そこから始まるのは一方的な乱打。呼吸を1つした時にはもう、エルレイドの周りにはおよそ20本もの水の軌跡が走っており、それだけの攻撃にエルレイドが晒されたのを理解した時にはもう、カマスジョーの攻撃が終わっていた。
身体中に傷を作ったエルレイドは、そのまま声を発することすらさせて貰えずに地面に倒れる。
『エルレイド、戦闘不能!!』
「……ありがとうエルレイド。ごめんね」
地面に倒れたエルレイドに謝罪の言葉をかけながらボールに戻していく。
グソクムシャの体力を半分削り、ぺリッパーにも手痛いダメージを与えてくれている時点で十分な仕事ではあるんだけど、エルレイド的にはもっと活躍したかったはずだ。本当に申し訳ない。
けど、反省は後だ。
(これ、どうしようか……)
ボクの視線の先には未だに高速で飛び回るカマスジョー。雨が目に入り、瞬きする度に増える水の軌跡は、もうとっくに3桁に迫るのではないかという量になっている。
(素早さで戦ったら絶対に勝てないよね……)
ボクの手持ちで1番足が速いのはインテレオンだ。けど、今のカマスジョーはインテレオンの比にならないほどの速度を持っている。ここで挑んでも負けるのは必至だ。

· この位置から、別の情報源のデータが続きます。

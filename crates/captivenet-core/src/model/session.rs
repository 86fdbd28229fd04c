// ── Session lifecycle ──
//
// One live access grant: two quota ledgers plus timing, and the state
// machine ACTIVE → WARNING → CRITICAL → (EXPIRED | TERMINATED).
// Terminal states are latched and never left.

use chrono::{DateTime, TimeDelta, Utc};
use serde::{Deserialize, Serialize};
use std::net::IpAddr;
use strum::{Display, EnumIter, EnumString};
use tracing::debug;

use super::ids::{AccountId, MacAddress, PlanId, SessionId, VoucherCode};
use super::quota::{Dimension, Quota, QuotaStatus, Thresholds};
use crate::error::CoreError;

/// Overall session status.
#[derive(
    Debug,
    Clone,
    Copy,
    PartialEq,
    Eq,
    PartialOrd,
    Ord,
    Hash,
    Serialize,
    Deserialize,
    Display,
    EnumString,
    EnumIter,
)]
#[serde(rename_all = "SCREAMING_SNAKE_CASE")]
#[strum(serialize_all = "SCREAMING_SNAKE_CASE", ascii_case_insensitive)]
pub enum SessionStatus {
    Active,
    Warning,
    Critical,
    Expired,
    Terminated,
}

impl SessionStatus {
    pub fn is_terminal(self) -> bool {
        matches!(self, Self::Expired | Self::Terminated)
    }

    pub fn is_alive(self) -> bool {
        !self.is_terminal()
    }

    fn from_severity(severity: QuotaStatus) -> Self {
        match severity {
            QuotaStatus::Normal => Self::Active,
            QuotaStatus::Warning => Self::Warning,
            QuotaStatus::Critical => Self::Critical,
            QuotaStatus::Exceeded => Self::Expired,
        }
    }
}

/// How the session was authenticated.
#[derive(
    Debug, Clone, Copy, PartialEq, Eq, Hash, Serialize, Deserialize, Display, EnumString, EnumIter,
)]
#[serde(rename_all = "lowercase")]
#[strum(serialize_all = "lowercase", ascii_case_insensitive)]
pub enum SessionKind {
    /// Guest access granted by redeeming a voucher code.
    Voucher,
    /// Subscriber or operator signed in with an account.
    Credentialed,
}

/// Who the session belongs to.
#[derive(Debug, Clone, PartialEq, Eq, Hash, Serialize, Deserialize)]
#[serde(tag = "type", rename_all = "lowercase")]
pub enum SessionOwner {
    Account { id: AccountId, username: String },
    Voucher { code: VoucherCode },
}

impl SessionOwner {
    pub fn kind(&self) -> SessionKind {
        match self {
            Self::Account { .. } => SessionKind::Credentialed,
            Self::Voucher { .. } => SessionKind::Voucher,
        }
    }

    /// Human label used by search and tables.
    pub fn label(&self) -> String {
        match self {
            Self::Account { username, .. } => username.clone(),
            Self::Voucher { code } => format!("guest:{code}"),
        }
    }
}

/// The device holding the session.
#[derive(Debug, Clone, PartialEq, Eq, Hash, Serialize, Deserialize)]
pub struct DeviceRef {
    pub name: String,
    pub mac: MacAddress,
    #[serde(default, skip_serializing_if = "Option::is_none")]
    pub ip: Option<IpAddr>,
}

/// How a terminal state was reached.
#[derive(Debug, Clone, PartialEq, Eq, Serialize, Deserialize)]
pub struct Closure {
    pub status: SessionStatus,
    pub at: DateTime<Utc>,
    pub reason: String,
}

/// Result of a terminate request. Terminating a closed session is not an error.
#[derive(Debug, Clone, Copy, PartialEq, Eq, Serialize, Deserialize)]
#[serde(tag = "outcome", content = "status", rename_all = "snake_case")]
pub enum TerminateOutcome {
    Terminated,
    AlreadyClosed(SessionStatus),
}

/// One authenticated or voucher-based network access grant.
#[derive(Debug, Clone, PartialEq, Serialize, Deserialize)]
pub struct Session {
    pub id: SessionId,
    pub owner: SessionOwner,
    pub device: DeviceRef,
    #[serde(default, skip_serializing_if = "Option::is_none")]
    pub plan_id: Option<PlanId>,

    data: Quota,
    time: Quota,

    start_time: DateTime<Utc>,
    last_activity: DateTime<Utc>,
    expires_at: DateTime<Utc>,

    status: SessionStatus,
    #[serde(default, skip_serializing_if = "Option::is_none")]
    closure: Option<Closure>,

    #[serde(default)]
    voucher_exhausted: bool,

    #[serde(default)]
    thresholds: Thresholds,
}

impl Session {
    /// Open a session at `start_time`; `expires_at = start_time + time_total`.
    pub fn open(
        id: SessionId,
        owner: SessionOwner,
        device: DeviceRef,
        data_total: u64,
        time_total_secs: u64,
        start_time: DateTime<Utc>,
        thresholds: Thresholds,
    ) -> Self {
        let mut session = Self {
            id,
            owner,
            device,
            plan_id: None,
            data: Quota::new(data_total),
            time: Quota::new(time_total_secs),
            start_time,
            last_activity: start_time,
            expires_at: offset(start_time, time_total_secs),
            status: SessionStatus::Active,
            closure: None,
            voucher_exhausted: false,
            thresholds,
        };
        session.recompute(start_time);
        session
    }

    /// Tag the session with the plan it was issued under.
    pub fn with_plan(mut self, plan_id: PlanId) -> Self {
        self.plan_id = Some(plan_id);
        self
    }

    /// Mark that this redemption consumed the voucher's last use.
    /// Only meaningful at creation; there is no setter afterwards.
    pub fn with_voucher_exhausted(mut self, exhausted: bool) -> Self {
        self.voucher_exhausted = exhausted;
        self
    }

    /// Seed prior consumption (fixtures, gateway resync) before the first tick.
    pub fn with_usage(
        mut self,
        data_used: u64,
        time_used: u64,
        last_activity: DateTime<Utc>,
    ) -> Self {
        self.data = Quota::with_usage(data_used, self.data.total());
        self.time = Quota::with_usage(time_used, self.time.total());
        self.last_activity = last_activity.max(self.start_time);
        self.recompute(self.last_activity);
        self
    }

    // ── Accessors ────────────────────────────────────────────────────

    pub fn kind(&self) -> SessionKind {
        self.owner.kind()
    }

    pub fn data(&self) -> &Quota {
        &self.data
    }

    pub fn time(&self) -> &Quota {
        &self.time
    }

    pub fn quota(&self, dimension: Dimension) -> &Quota {
        match dimension {
            Dimension::Data => &self.data,
            Dimension::Time => &self.time,
        }
    }

    pub fn start_time(&self) -> DateTime<Utc> {
        self.start_time
    }

    pub fn last_activity(&self) -> DateTime<Utc> {
        self.last_activity
    }

    pub fn expires_at(&self) -> DateTime<Utc> {
        self.expires_at
    }

    /// Status as of the last mutation or observation.
    pub fn status(&self) -> SessionStatus {
        self.status
    }

    pub fn closure(&self) -> Option<&Closure> {
        self.closure.as_ref()
    }

    pub fn voucher_exhausted(&self) -> bool {
        self.voucher_exhausted
    }

    pub fn thresholds(&self) -> &Thresholds {
        &self.thresholds
    }

    pub fn is_alive(&self) -> bool {
        self.closure.is_none()
    }

    /// Most severe quota status across both dimensions.
    pub fn severity(&self) -> QuotaStatus {
        self.data
            .status(&self.thresholds)
            .max(self.time.status(&self.thresholds))
    }

    /// Status this session would report at `now`, without mutating it.
    pub fn status_at(&self, now: DateTime<Utc>) -> SessionStatus {
        if let Some(ref closure) = self.closure {
            return closure.status;
        }
        if self.expiry_reason(now).is_some() {
            return SessionStatus::Expired;
        }
        SessionStatus::from_severity(self.severity())
    }

    /// Countdown value: `max(0, expires_at - now)`. Always computed from the
    /// absolute expiry, so a paused or jumping clock never accumulates drift.
    pub fn remaining_time(&self, now: DateTime<Utc>) -> TimeDelta {
        (self.expires_at - now).max(TimeDelta::zero())
    }

    // ── Transitions ──────────────────────────────────────────────────

    /// Apply one accounting tick from the gateway.
    ///
    /// Both deltas are validated before either ledger changes, so a rejected
    /// tick leaves the ledgers untouched. `now` must be strictly after the
    /// last applied tick. A tick at or past the deadline finds the session
    /// closed and records nothing.
    pub fn tick(
        &mut self,
        data_delta: i64,
        time_delta: i64,
        now: DateTime<Utc>,
    ) -> Result<SessionStatus, CoreError> {
        self.recompute(now);
        self.ensure_alive()?;
        if now <= self.last_activity {
            return Err(CoreError::OutOfOrderTick {
                id: self.id,
                received: now,
                last_applied: self.last_activity,
            });
        }

        let mut data = self.data;
        let mut time = self.time;
        data.record(data_delta)?;
        time.record(time_delta)?;

        self.data = data;
        self.time = time;
        self.last_activity = now;
        Ok(self.recompute(now))
    }

    /// Re-evaluate expiry at `now` without recording usage. This is what
    /// the directory's periodic refresh calls.
    pub fn observe(&mut self, now: DateTime<Utc>) -> SessionStatus {
        self.recompute(now)
    }

    /// Administrative termination. Idempotent: a closed session reports
    /// its existing terminal state and is left as is, so an expired session
    /// stays expired.
    pub fn terminate(&mut self, reason: impl Into<String>, now: DateTime<Utc>) -> TerminateOutcome {
        if let SessionStatus::Expired | SessionStatus::Terminated = self.recompute(now) {
            return TerminateOutcome::AlreadyClosed(self.status);
        }
        self.close(SessionStatus::Terminated, now, reason.into());
        TerminateOutcome::Terminated
    }

    /// Raise one quota's cap. Extending time also pushes `expires_at` out by
    /// the same number of seconds. Closed sessions cannot be revived.
    pub fn extend_quota(
        &mut self,
        dimension: Dimension,
        amount: i64,
        now: DateTime<Utc>,
    ) -> Result<SessionStatus, CoreError> {
        self.recompute(now);
        self.ensure_alive()?;

        match dimension {
            Dimension::Data => self.data.extend(amount)?,
            Dimension::Time => {
                self.time.extend(amount)?;
                let secs = u64::try_from(amount).unwrap_or_default();
                self.expires_at = offset(self.expires_at, secs);
            }
        }
        Ok(self.recompute(now))
    }

    /// Administrative cut-off: move `expires_at` earlier. Never later.
    pub fn shorten_expiry(
        &mut self,
        until: DateTime<Utc>,
        now: DateTime<Utc>,
    ) -> Result<SessionStatus, CoreError> {
        self.recompute(now);
        self.ensure_alive()?;
        if until >= self.expires_at {
            return Err(CoreError::ValidationFailed {
                message: format!(
                    "new expiry {until} is not earlier than current expiry {}",
                    self.expires_at
                ),
            });
        }
        self.expires_at = until.max(self.start_time);
        Ok(self.recompute(now))
    }

    // ── Internals ────────────────────────────────────────────────────

    fn ensure_alive(&self) -> Result<(), CoreError> {
        match self.closure {
            Some(ref c) => Err(CoreError::SessionClosed {
                id: self.id,
                status: c.status,
            }),
            None => Ok(()),
        }
    }

    /// Terminal conditions first, then the worst of the two ledgers.
    fn recompute(&mut self, now: DateTime<Utc>) -> SessionStatus {
        if self.closure.is_some() {
            return self.status;
        }
        if let Some(reason) = self.expiry_reason(now) {
            self.close(SessionStatus::Expired, now, reason.into());
            return self.status;
        }
        self.status = SessionStatus::from_severity(self.severity());
        self.status
    }

    fn expiry_reason(&self, now: DateTime<Utc>) -> Option<&'static str> {
        if now >= self.expires_at {
            Some("time limit reached")
        } else if self.data.is_exhausted() {
            Some("data quota exhausted")
        } else if self.time.is_exhausted() {
            Some("time quota exhausted")
        } else {
            None
        }
    }

    fn close(&mut self, status: SessionStatus, at: DateTime<Utc>, reason: String) {
        debug!(session = %self.id, %status, %reason, "session closed");
        self.status = status;
        self.closure = Some(Closure { status, at, reason });
    }
}

/// `at + secs`, saturating at the far end of the calendar.
fn offset(at: DateTime<Utc>, secs: u64) -> DateTime<Utc> {
    i64::try_from(secs)
        .ok()
        .and_then(TimeDelta::try_seconds)
        .and_then(|d| at.checked_add_signed(d))
        .unwrap_or(DateTime::<Utc>::MAX_UTC)
}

(となると、素早さ以外の部分で崩すしかない……なら!!)
「お願いするよ!!」
だから別のアプローチを試してみる。
ルリナさんの最初の壁を打ち砕くべく、ボクは次のポケモンが入ったボールを力強く投げた。
カマスジョー
驚異の素早さ種族値136。すいすいなんて必要ないほど元から高い種族値……なのですが、今となってはこの数字も割とメジャーになってしまいました。一体どこの誰のせいなんでしょうね。